Data for this exercise -
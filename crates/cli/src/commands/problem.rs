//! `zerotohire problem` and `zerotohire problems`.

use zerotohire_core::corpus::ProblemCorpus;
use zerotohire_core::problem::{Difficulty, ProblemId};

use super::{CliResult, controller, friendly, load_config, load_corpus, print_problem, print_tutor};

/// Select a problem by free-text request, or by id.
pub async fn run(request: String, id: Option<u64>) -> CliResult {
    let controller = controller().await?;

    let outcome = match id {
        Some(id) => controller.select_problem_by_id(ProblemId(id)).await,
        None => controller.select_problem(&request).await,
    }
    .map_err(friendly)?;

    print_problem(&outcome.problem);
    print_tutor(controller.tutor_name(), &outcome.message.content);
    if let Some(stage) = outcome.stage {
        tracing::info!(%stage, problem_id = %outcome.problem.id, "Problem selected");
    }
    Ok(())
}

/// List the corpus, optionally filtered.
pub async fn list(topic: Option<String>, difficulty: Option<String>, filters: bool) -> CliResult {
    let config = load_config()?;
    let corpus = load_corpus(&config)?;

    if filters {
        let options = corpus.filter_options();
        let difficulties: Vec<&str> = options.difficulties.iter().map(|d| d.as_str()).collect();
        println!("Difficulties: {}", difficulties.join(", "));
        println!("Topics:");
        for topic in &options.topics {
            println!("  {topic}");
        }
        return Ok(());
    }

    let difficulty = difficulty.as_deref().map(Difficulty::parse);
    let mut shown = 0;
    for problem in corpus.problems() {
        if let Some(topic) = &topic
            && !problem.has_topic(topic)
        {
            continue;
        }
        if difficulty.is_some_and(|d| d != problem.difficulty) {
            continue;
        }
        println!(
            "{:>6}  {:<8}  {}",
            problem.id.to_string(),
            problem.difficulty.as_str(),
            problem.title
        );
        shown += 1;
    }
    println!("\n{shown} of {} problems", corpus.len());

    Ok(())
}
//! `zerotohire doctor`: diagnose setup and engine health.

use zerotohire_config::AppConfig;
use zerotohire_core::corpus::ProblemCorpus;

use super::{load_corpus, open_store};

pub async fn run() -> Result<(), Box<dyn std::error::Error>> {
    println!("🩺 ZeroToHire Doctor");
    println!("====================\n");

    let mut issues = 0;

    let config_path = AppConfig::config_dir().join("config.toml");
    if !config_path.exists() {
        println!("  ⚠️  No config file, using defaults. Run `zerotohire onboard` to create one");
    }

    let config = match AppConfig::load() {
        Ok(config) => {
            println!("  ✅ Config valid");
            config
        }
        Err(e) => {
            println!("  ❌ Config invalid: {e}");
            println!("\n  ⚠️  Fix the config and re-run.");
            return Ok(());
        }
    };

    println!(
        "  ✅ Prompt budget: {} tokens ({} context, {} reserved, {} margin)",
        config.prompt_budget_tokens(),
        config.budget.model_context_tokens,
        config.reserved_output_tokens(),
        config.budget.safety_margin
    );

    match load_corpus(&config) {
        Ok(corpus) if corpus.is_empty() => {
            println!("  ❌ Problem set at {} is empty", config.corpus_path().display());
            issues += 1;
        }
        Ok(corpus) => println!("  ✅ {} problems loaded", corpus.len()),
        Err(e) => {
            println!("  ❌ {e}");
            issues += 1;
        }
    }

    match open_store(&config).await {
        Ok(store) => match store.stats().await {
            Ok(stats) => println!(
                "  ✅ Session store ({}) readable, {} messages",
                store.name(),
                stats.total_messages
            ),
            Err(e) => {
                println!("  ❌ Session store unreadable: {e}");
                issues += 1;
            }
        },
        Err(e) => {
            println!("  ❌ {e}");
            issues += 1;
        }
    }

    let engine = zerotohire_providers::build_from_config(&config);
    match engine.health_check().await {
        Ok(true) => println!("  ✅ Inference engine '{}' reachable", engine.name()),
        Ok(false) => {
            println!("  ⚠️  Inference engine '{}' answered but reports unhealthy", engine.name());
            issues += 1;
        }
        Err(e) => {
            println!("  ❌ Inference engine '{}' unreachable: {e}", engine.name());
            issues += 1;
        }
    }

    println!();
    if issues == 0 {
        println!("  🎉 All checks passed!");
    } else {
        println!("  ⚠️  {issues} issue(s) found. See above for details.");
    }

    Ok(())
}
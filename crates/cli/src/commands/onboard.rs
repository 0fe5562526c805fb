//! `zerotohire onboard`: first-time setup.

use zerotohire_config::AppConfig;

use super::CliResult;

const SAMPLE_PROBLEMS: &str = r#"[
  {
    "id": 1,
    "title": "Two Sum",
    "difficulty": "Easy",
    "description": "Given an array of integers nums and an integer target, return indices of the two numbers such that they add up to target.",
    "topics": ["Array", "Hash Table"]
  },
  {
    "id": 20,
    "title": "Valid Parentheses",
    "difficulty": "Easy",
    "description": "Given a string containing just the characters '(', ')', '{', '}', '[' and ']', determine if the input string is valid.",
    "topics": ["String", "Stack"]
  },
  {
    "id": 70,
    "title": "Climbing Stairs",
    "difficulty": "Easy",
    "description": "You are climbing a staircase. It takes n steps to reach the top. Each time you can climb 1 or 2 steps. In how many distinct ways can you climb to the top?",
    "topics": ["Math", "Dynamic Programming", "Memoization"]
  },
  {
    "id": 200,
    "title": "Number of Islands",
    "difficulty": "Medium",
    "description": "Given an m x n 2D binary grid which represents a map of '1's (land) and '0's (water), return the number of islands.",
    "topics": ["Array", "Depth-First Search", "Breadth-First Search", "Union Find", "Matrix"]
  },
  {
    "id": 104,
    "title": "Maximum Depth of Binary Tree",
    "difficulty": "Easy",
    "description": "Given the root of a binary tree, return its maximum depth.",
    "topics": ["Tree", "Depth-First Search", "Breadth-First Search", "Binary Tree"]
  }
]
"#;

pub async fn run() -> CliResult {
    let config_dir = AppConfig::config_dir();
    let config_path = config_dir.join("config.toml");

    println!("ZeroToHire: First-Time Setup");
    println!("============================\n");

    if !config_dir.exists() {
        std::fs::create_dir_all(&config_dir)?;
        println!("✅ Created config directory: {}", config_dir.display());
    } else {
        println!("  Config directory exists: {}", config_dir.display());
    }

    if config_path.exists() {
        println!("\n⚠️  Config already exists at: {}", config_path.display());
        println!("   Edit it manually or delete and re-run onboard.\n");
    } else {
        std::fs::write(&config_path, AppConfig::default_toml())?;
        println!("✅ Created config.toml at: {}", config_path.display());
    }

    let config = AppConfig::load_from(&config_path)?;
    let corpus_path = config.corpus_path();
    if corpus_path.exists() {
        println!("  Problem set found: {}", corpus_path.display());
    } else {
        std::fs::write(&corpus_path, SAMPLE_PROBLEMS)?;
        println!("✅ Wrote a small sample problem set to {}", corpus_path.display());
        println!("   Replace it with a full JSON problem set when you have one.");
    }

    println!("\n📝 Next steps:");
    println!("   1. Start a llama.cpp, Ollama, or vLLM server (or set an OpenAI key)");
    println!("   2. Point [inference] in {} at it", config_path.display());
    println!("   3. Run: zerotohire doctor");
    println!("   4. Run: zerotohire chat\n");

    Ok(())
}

==

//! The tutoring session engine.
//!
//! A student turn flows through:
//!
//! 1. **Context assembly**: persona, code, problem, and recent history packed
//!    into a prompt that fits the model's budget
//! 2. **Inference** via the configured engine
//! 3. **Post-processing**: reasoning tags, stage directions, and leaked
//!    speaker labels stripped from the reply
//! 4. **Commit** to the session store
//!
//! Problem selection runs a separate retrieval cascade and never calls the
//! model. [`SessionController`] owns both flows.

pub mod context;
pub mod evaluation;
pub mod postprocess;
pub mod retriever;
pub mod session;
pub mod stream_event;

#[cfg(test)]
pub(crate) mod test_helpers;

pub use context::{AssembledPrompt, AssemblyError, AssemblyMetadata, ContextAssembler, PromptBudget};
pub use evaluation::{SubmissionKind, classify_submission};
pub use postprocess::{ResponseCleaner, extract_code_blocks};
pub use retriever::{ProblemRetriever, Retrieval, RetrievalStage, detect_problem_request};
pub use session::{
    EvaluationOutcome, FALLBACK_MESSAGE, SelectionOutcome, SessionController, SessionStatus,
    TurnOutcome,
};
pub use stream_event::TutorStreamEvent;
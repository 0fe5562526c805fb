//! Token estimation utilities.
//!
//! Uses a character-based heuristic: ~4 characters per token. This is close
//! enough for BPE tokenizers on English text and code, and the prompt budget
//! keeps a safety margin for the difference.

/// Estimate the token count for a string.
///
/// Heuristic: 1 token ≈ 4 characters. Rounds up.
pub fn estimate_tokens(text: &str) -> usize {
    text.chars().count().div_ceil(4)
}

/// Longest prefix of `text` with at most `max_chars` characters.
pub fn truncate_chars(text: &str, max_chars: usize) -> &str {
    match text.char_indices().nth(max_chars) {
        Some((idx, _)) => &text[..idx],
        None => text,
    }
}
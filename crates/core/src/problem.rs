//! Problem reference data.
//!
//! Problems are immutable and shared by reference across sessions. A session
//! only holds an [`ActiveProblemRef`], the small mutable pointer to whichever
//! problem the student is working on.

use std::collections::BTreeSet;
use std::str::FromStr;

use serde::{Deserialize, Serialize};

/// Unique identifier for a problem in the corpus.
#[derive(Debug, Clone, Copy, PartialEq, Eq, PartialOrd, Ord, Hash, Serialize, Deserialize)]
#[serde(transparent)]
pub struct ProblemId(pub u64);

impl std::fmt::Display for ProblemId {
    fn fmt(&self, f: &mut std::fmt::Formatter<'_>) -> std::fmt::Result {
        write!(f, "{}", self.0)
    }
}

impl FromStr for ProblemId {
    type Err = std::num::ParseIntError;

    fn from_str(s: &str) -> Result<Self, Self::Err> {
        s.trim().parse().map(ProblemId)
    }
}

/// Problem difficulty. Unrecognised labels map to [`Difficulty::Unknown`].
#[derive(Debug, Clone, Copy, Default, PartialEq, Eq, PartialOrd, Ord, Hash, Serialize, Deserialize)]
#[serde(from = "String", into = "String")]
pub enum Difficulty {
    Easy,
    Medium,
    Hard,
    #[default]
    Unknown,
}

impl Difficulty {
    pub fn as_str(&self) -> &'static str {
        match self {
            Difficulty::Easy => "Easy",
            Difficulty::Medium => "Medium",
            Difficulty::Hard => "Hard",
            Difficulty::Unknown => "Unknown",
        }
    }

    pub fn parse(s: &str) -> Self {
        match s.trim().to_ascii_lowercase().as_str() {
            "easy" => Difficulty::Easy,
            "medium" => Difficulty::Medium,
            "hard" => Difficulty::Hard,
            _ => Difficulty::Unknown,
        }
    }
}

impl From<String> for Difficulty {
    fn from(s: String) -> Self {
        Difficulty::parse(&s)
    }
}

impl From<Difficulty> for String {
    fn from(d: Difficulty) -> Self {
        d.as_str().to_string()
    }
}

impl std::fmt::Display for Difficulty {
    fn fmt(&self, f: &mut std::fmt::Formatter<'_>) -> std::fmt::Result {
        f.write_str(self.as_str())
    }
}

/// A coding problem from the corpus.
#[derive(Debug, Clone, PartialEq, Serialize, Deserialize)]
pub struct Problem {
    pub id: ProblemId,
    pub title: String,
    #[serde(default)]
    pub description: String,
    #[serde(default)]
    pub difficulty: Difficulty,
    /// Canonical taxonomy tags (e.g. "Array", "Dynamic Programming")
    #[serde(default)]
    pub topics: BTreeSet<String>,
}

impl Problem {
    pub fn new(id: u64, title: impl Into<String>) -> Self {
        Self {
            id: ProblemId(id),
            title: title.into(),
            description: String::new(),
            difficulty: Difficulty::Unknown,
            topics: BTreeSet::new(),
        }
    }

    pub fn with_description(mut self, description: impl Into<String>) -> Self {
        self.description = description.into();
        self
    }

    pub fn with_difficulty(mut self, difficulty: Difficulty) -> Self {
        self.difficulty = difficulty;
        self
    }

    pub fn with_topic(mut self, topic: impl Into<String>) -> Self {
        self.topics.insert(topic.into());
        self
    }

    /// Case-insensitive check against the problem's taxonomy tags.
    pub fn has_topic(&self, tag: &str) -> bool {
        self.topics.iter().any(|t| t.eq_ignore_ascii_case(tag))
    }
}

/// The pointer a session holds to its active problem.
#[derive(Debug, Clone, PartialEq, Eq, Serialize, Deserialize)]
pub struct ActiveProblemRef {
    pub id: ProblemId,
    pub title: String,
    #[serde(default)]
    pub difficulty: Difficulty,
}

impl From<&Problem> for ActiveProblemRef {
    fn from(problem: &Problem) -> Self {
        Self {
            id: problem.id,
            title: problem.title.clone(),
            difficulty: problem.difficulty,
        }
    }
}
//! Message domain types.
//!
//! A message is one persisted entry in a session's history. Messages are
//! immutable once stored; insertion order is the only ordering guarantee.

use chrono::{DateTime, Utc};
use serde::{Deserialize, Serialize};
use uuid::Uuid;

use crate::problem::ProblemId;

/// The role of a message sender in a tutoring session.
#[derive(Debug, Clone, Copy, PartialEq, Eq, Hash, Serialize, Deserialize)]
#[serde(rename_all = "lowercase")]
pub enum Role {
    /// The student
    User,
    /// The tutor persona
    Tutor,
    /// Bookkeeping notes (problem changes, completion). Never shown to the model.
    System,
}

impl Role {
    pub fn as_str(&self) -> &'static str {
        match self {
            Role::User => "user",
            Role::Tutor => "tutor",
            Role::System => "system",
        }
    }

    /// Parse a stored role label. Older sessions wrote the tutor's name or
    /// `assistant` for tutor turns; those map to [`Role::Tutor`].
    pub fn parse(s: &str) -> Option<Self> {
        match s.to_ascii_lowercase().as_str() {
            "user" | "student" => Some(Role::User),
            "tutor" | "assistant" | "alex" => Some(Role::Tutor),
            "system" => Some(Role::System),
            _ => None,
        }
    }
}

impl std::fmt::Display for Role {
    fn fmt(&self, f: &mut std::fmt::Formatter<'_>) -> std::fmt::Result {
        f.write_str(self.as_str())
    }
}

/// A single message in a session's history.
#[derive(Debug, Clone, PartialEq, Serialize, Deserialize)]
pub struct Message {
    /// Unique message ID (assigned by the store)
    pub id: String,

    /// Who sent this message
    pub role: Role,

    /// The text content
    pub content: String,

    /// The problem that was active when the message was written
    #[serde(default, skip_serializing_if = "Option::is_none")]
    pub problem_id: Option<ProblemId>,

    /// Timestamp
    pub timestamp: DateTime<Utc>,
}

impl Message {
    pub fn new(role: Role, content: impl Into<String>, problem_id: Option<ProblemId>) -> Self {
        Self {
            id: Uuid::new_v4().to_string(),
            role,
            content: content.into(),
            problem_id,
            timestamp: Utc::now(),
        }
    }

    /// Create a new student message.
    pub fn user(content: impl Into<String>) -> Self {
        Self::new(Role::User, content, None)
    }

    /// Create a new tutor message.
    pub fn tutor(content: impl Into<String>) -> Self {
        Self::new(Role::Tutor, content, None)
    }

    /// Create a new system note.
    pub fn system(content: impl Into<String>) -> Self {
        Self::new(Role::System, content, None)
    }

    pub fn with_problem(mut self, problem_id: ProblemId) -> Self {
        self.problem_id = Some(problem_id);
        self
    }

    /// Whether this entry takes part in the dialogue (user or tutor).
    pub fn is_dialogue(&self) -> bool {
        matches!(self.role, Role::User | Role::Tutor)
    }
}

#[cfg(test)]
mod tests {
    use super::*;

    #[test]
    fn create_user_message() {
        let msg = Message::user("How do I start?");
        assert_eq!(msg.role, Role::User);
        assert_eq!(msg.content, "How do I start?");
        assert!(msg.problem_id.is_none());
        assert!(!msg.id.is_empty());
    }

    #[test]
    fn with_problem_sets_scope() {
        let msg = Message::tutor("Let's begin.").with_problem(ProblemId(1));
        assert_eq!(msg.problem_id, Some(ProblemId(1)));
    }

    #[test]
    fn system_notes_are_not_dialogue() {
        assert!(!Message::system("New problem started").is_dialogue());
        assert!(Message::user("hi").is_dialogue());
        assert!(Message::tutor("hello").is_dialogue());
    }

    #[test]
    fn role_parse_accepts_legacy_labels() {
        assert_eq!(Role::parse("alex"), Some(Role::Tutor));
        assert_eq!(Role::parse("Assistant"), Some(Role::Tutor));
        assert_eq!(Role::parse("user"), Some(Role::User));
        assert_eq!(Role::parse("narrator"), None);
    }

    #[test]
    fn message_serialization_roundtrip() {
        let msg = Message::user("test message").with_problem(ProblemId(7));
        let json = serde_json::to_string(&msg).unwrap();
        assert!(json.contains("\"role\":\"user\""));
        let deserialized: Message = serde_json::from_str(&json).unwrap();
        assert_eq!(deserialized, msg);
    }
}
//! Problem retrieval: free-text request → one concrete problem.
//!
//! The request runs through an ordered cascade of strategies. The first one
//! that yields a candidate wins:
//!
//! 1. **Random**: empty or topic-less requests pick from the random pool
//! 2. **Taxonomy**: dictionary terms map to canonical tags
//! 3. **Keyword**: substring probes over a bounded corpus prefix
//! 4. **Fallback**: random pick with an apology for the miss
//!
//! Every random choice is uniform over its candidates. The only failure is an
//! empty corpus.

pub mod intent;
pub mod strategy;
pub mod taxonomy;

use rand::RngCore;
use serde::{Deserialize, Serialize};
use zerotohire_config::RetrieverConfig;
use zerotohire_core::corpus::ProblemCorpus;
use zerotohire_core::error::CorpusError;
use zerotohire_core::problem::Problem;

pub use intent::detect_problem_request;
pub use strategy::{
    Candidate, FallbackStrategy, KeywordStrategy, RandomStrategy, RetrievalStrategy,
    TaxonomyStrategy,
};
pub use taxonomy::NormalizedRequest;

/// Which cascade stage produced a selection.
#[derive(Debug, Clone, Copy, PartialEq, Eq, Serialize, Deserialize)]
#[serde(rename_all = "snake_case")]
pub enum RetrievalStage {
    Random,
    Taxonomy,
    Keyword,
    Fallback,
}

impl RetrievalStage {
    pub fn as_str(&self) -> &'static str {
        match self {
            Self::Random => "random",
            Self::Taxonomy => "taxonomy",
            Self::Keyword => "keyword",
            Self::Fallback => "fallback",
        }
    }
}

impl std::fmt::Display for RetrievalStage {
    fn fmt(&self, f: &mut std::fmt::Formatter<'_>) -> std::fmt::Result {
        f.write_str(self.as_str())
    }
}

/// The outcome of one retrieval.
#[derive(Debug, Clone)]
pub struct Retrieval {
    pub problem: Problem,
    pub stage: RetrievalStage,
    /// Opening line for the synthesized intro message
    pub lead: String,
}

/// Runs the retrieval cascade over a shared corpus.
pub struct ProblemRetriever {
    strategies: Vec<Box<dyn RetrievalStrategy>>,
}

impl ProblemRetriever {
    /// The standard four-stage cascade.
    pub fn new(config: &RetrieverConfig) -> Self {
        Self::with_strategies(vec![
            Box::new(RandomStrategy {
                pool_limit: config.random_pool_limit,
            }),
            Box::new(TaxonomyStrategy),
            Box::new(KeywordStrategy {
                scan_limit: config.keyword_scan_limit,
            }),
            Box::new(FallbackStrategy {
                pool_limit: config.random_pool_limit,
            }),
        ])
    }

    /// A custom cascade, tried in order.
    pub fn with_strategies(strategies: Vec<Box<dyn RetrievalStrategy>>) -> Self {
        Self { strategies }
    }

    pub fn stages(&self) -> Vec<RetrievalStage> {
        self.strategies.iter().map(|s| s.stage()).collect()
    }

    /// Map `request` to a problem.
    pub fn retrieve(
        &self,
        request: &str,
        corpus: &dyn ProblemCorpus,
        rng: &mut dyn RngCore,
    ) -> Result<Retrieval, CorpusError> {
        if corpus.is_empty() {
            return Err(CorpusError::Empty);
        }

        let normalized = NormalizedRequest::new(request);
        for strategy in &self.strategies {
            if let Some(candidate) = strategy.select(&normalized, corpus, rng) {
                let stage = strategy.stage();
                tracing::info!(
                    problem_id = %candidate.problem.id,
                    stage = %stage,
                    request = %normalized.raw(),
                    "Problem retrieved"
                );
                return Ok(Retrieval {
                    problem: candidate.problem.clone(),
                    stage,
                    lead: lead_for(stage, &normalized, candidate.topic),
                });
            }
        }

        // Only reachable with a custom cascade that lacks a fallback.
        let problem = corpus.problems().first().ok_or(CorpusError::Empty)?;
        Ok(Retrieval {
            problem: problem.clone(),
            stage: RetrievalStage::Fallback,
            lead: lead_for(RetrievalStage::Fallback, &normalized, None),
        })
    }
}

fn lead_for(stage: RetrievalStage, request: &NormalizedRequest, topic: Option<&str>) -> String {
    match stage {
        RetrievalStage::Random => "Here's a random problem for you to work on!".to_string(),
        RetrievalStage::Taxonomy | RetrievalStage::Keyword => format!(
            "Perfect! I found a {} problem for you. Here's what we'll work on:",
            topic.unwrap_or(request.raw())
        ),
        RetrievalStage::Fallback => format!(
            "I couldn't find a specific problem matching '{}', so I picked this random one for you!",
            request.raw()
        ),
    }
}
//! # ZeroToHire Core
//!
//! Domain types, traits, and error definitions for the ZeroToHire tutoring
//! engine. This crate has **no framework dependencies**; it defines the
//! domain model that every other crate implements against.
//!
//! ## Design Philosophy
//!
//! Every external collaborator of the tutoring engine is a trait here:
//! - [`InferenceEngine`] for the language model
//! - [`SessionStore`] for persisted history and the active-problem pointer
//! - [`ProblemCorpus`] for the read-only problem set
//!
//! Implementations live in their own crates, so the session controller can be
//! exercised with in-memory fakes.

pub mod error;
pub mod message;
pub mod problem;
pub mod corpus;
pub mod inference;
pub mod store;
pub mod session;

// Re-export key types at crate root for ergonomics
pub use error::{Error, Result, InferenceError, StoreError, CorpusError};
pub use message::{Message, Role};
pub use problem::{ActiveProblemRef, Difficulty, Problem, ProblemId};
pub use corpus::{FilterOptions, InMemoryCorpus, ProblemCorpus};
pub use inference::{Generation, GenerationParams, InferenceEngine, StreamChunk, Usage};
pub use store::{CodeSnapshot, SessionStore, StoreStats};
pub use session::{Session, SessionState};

What to work on -
Where does the string "struct" appear in the records? Copy every line that holds it.

Solved exercise -
pub struct ProblemId(pub u64);
pub struct Problem {
pub struct ActiveProblemRef {
pub struct Message {
pub struct Retrieval {
pub struct ProblemRetriever {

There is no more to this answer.